Пиши и продавай!
как написать статью, книгу, рекламный текст на сайте копирайтеров

 <<<     ΛΛΛ     >>>   

«Пилат говорит Ему: мне ли не отвечаешь? не знаешь ли, что я имею власть распять Тебя и власть имею отпустить тебя?

Иисус отвечал: ты не имел бы надо Мной никакой власти, если бы не было дано тебе свыше; посему более греха на том, кто предал Меня тебе.

С этого времени Пилат искал отпустить Его. Иудеи же кричали: если отпустишь Его, ты не друг кесарю; всякий, делающий себя царем, противник кесарю.»

Наконец, именно в Евангелии от Иоанна отчетливо звучит мотив трусости Пилата, имеющий столь важное значение в романе: услышав, что Иисус «сделал Себя Сыном Божиим» грозный прокуратор «больше убоялся».
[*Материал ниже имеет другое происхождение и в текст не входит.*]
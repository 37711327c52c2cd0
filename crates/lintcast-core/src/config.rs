use std::fmt;
use std::path::{Path, PathBuf};

use serde::{Deserialize, Serialize};

use crate::error::LintcastError;

const DEFAULT_COMMENT_TITLE: &str = "Static analysis result";

/// Run parameters supplied by the CI environment.
///
/// Built once at startup and passed by reference to every stage.
///
/// | Variable                       | Field             |
/// |--------------------------------|-------------------|
/// | `INPUT_GITHUB_TOKEN`           | `token`           |
/// | `INPUT_PR_NUM`                 | `pr_number`       |
/// | `GITHUB_WORKSPACE`             | `workspace`       |
/// | `INPUT_REPO`                   | `owner` / `repo`  |
/// | `GITHUB_SHA`                   | `sha`             |
/// | `INPUT_COMMENT_TITLE`          | `comment_title`   |
/// | `INPUT_REPORT_PR_CHANGES_ONLY` | `only_pr_changes` |
///
/// # Examples
///
/// ```
/// use lintcast_core::ActionConfig;
///
/// let config = ActionConfig::from_lookup(|key| match key {
///     "INPUT_GITHUB_TOKEN" => Some("ghp_xxxx".into()),
///     "INPUT_PR_NUM" => Some("17".into()),
///     "GITHUB_WORKSPACE" => Some("/github/workspace".into()),
///     "INPUT_REPO" => Some("octocat/hello-world".into()),
///     "GITHUB_SHA" => Some("abc123".into()),
///     _ => None,
/// })
/// .unwrap();
/// assert_eq!(config.pr_number, 17);
/// assert_eq!(config.repo_slug(), "octocat/hello-world");
/// assert!(config.only_pr_changes);
/// ```
#[derive(Clone)]
pub struct ActionConfig {
    /// Token used to authenticate against the GitHub API.
    pub token: String,
    /// Pull request the comments are posted to.
    pub pr_number: u64,
    /// Local checkout root; also the prefix stripped from report paths.
    pub workspace: PathBuf,
    /// Repository owner.
    pub owner: String,
    /// Repository name.
    pub repo: String,
    /// Commit used for source deep links.
    pub sha: String,
    /// Title rendered in every comment banner.
    pub comment_title: String,
    /// When `false`, every finding is reported regardless of the PR diff.
    pub only_pr_changes: bool,
}

impl ActionConfig {
    /// Read the configuration from the process environment.
    ///
    /// # Errors
    ///
    /// Returns [`LintcastError::Config`] if a required variable is missing or
    /// malformed.
    pub fn from_env() -> Result<Self, LintcastError> {
        Self::from_lookup(|key| std::env::var(key).ok())
    }

    /// Build the configuration from an arbitrary variable lookup.
    ///
    /// # Errors
    ///
    /// Returns [`LintcastError::Config`] if a required variable is missing or
    /// malformed.
    pub fn from_lookup<F>(lookup: F) -> Result<Self, LintcastError>
    where
        F: Fn(&str) -> Option<String>,
    {
        let required = |key: &str| -> Result<String, LintcastError> {
            match lookup(key) {
                Some(value) if !value.trim().is_empty() => Ok(value.trim().to_string()),
                _ => Err(LintcastError::Config(format!("{key} is not set"))),
            }
        };

        let token = required("INPUT_GITHUB_TOKEN")?;
        let pr_raw = required("INPUT_PR_NUM")?;
        let pr_number: u64 = pr_raw
            .parse()
            .map_err(|_| LintcastError::Config(format!("invalid INPUT_PR_NUM: {pr_raw}")))?;
        let workspace = PathBuf::from(required("GITHUB_WORKSPACE")?);
        let (owner, repo) = parse_repo_slug(&required("INPUT_REPO")?)?;
        let sha = required("GITHUB_SHA")?;
        let comment_title = lookup("INPUT_COMMENT_TITLE")
            .filter(|t| !t.trim().is_empty())
            .unwrap_or_else(|| DEFAULT_COMMENT_TITLE.to_string());
        let only_pr_changes = lookup("INPUT_REPORT_PR_CHANGES_ONLY").as_deref() != Some("false");

        Ok(Self {
            token,
            pr_number,
            workspace,
            owner,
            repo,
            sha,
            comment_title,
            only_pr_changes,
        })
    }

    /// `owner/name` form of the target repository.
    pub fn repo_slug(&self) -> String {
        format!("{}/{}", self.owner, self.repo)
    }

    /// Prefix the analysis tools print before repository-relative paths.
    pub fn report_prefix(&self) -> String {
        self.workspace.to_string_lossy().into_owned()
    }
}

impl fmt::Debug for ActionConfig {
    fn fmt(&self, f: &mut fmt::Formatter<'_>) -> fmt::Result {
        f.debug_struct("ActionConfig")
            .field("token", &"<redacted>")
            .field("pr_number", &self.pr_number)
            .field("workspace", &self.workspace)
            .field("owner", &self.owner)
            .field("repo", &self.repo)
            .field("sha", &self.sha)
            .field("comment_title", &self.comment_title)
            .field("only_pr_changes", &self.only_pr_changes)
            .finish()
    }
}

/// Split an `owner/name` repository identifier.
///
/// # Errors
///
/// Returns [`LintcastError::Config`] unless the value has exactly one `/`
/// with non-empty parts on both sides.
///
/// # Examples
///
/// ```
/// use lintcast_core::config::parse_repo_slug;
///
/// let (owner, repo) = parse_repo_slug("rust-lang/rust").unwrap();
/// assert_eq!(owner, "rust-lang");
/// assert_eq!(repo, "rust");
/// assert!(parse_repo_slug("rust").is_err());
/// ```
pub fn parse_repo_slug(slug: &str) -> Result<(String, String), LintcastError> {
    let invalid =
        || LintcastError::Config(format!("invalid INPUT_REPO '{slug}', expected owner/name"));
    let (owner, repo) = slug.split_once('/').ok_or_else(invalid)?;
    if owner.is_empty() || repo.is_empty() || repo.contains('/') {
        return Err(invalid());
    }
    Ok((owner.to_string(), repo.to_string()))
}

/// Tuning loaded from `.lintcast.toml`.
///
/// # Examples
///
/// ```
/// use lintcast_core::LintcastConfig;
///
/// let config = LintcastConfig::default();
/// assert_eq!(config.comment.max_size, 65000);
/// assert_eq!(config.comment.context_lines, 5);
/// ```
#[derive(Debug, Clone, Default, Serialize, Deserialize)]
pub struct LintcastConfig {
    /// Comment rendering and publishing settings.
    #[serde(default)]
    pub comment: CommentConfig,
}

impl LintcastConfig {
    /// Load configuration from a TOML file at `path`.
    ///
    /// # Errors
    ///
    /// Returns [`LintcastError::Io`] if the file cannot be read, or
    /// [`LintcastError::Toml`] if the content is not valid TOML.
    pub fn from_file(path: &Path) -> Result<Self, LintcastError> {
        let content = std::fs::read_to_string(path)?;
        Self::from_toml(&content)
    }

    /// Parse configuration from a TOML string.
    ///
    /// # Errors
    ///
    /// Returns [`LintcastError::Toml`] if parsing fails.
    ///
    /// # Examples
    ///
    /// ```
    /// use lintcast_core::{BudgetScope, LintcastConfig};
    ///
    /// let toml = r#"
    /// [comment]
    /// budget_scope = "run"
    /// "#;
    /// let config = LintcastConfig::from_toml(toml).unwrap();
    /// assert_eq!(config.comment.budget_scope, BudgetScope::Run);
    /// ```
    pub fn from_toml(content: &str) -> Result<Self, LintcastError> {
        let config: Self = toml::from_str(content)?;
        Ok(config)
    }
}

/// Settings for rendering and publishing comment bodies.
#[derive(Debug, Clone, Serialize, Deserialize)]
pub struct CommentConfig {
    /// Maximum size in bytes of the findings rendered into one budget (default: 65000).
    #[serde(default = "default_max_size")]
    pub max_size: usize,
    /// Lines after the finding covered by the deep link (default: 5).
    #[serde(default = "default_context_lines")]
    pub context_lines: u32,
    /// Whether the size budget is reset for every category.
    #[serde(default)]
    pub budget_scope: BudgetScope,
    /// Which tool counts decide whether a category comment is posted.
    #[serde(default)]
    pub publish_policy: PublishPolicy,
}

// GitHub caps comments at 65536 characters; leave room for the banners.
fn default_max_size() -> usize {
    65000
}

fn default_context_lines() -> u32 {
    5
}

impl Default for CommentConfig {
    fn default() -> Self {
        Self {
            max_size: default_max_size(),
            context_lines: default_context_lines(),
            budget_scope: BudgetScope::default(),
            publish_policy: PublishPolicy::default(),
        }
    }
}

/// Lifetime of the comment size budget.
#[derive(Debug, Clone, Copy, Default, PartialEq, Eq, Serialize, Deserialize)]
#[serde(rename_all = "kebab-case")]
pub enum BudgetScope {
    /// A fresh budget for each category comment.
    #[default]
    PerCategory,
    /// One budget shared by every category in the run.
    Run,
}

/// Rule selecting which category comments get published.
#[derive(Debug, Clone, Copy, Default, PartialEq, Eq, Serialize, Deserialize)]
#[serde(rename_all = "kebab-case")]
pub enum PublishPolicy {
    /// Publish categories with Cppcheck findings only.
    #[default]
    Cppcheck,
    /// Publish categories with findings from either tool.
    Any,
}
Все эти детали, преображенные в булгаковском повествовании, безошибочно узнаются. Поэтому правомерно считать Евангелие от Иоанна важнейшим источником из тех, которыми пользовался писатель в работе над главами о Иешуа и Пилате. (Следы работы Булгакова над Евангелиями и его особое внимание к Евангелию от Иоанна видны в черновиках романа. См.: Булгаков М. А. Великий канцлер. Предисл. и коммент. В. Лосева. М., 1992, с. 106 — 107).

Но уже в начале романа, в главе «Понтий Пилат», очевидно главное отличие булгаковского Иешуа от евангельского Христа: Га-Ноцри (из Назарета, назарянин по-древнееврейски) здесь никем не признается Сыном Божиим. В глазах разных персонажей он выглядит по ходу повествования бродягой, смутьяном, великим врачом, философом-проповедником, наивным правдолюбцем, юродивым... В этом, кажется, образ Иешуа в романе ближе апокрифическим Евангелиям (то есть не признанным христианским богословием за истинные) или неканоническим толкованиям истории и личности Христа, например, в знаменитой книге Э. Ренана «Жизнь Иисуса» (1861). Недаром в черновых редакциях романа рассказ о Иешуа назван «Евангелием от Воланда».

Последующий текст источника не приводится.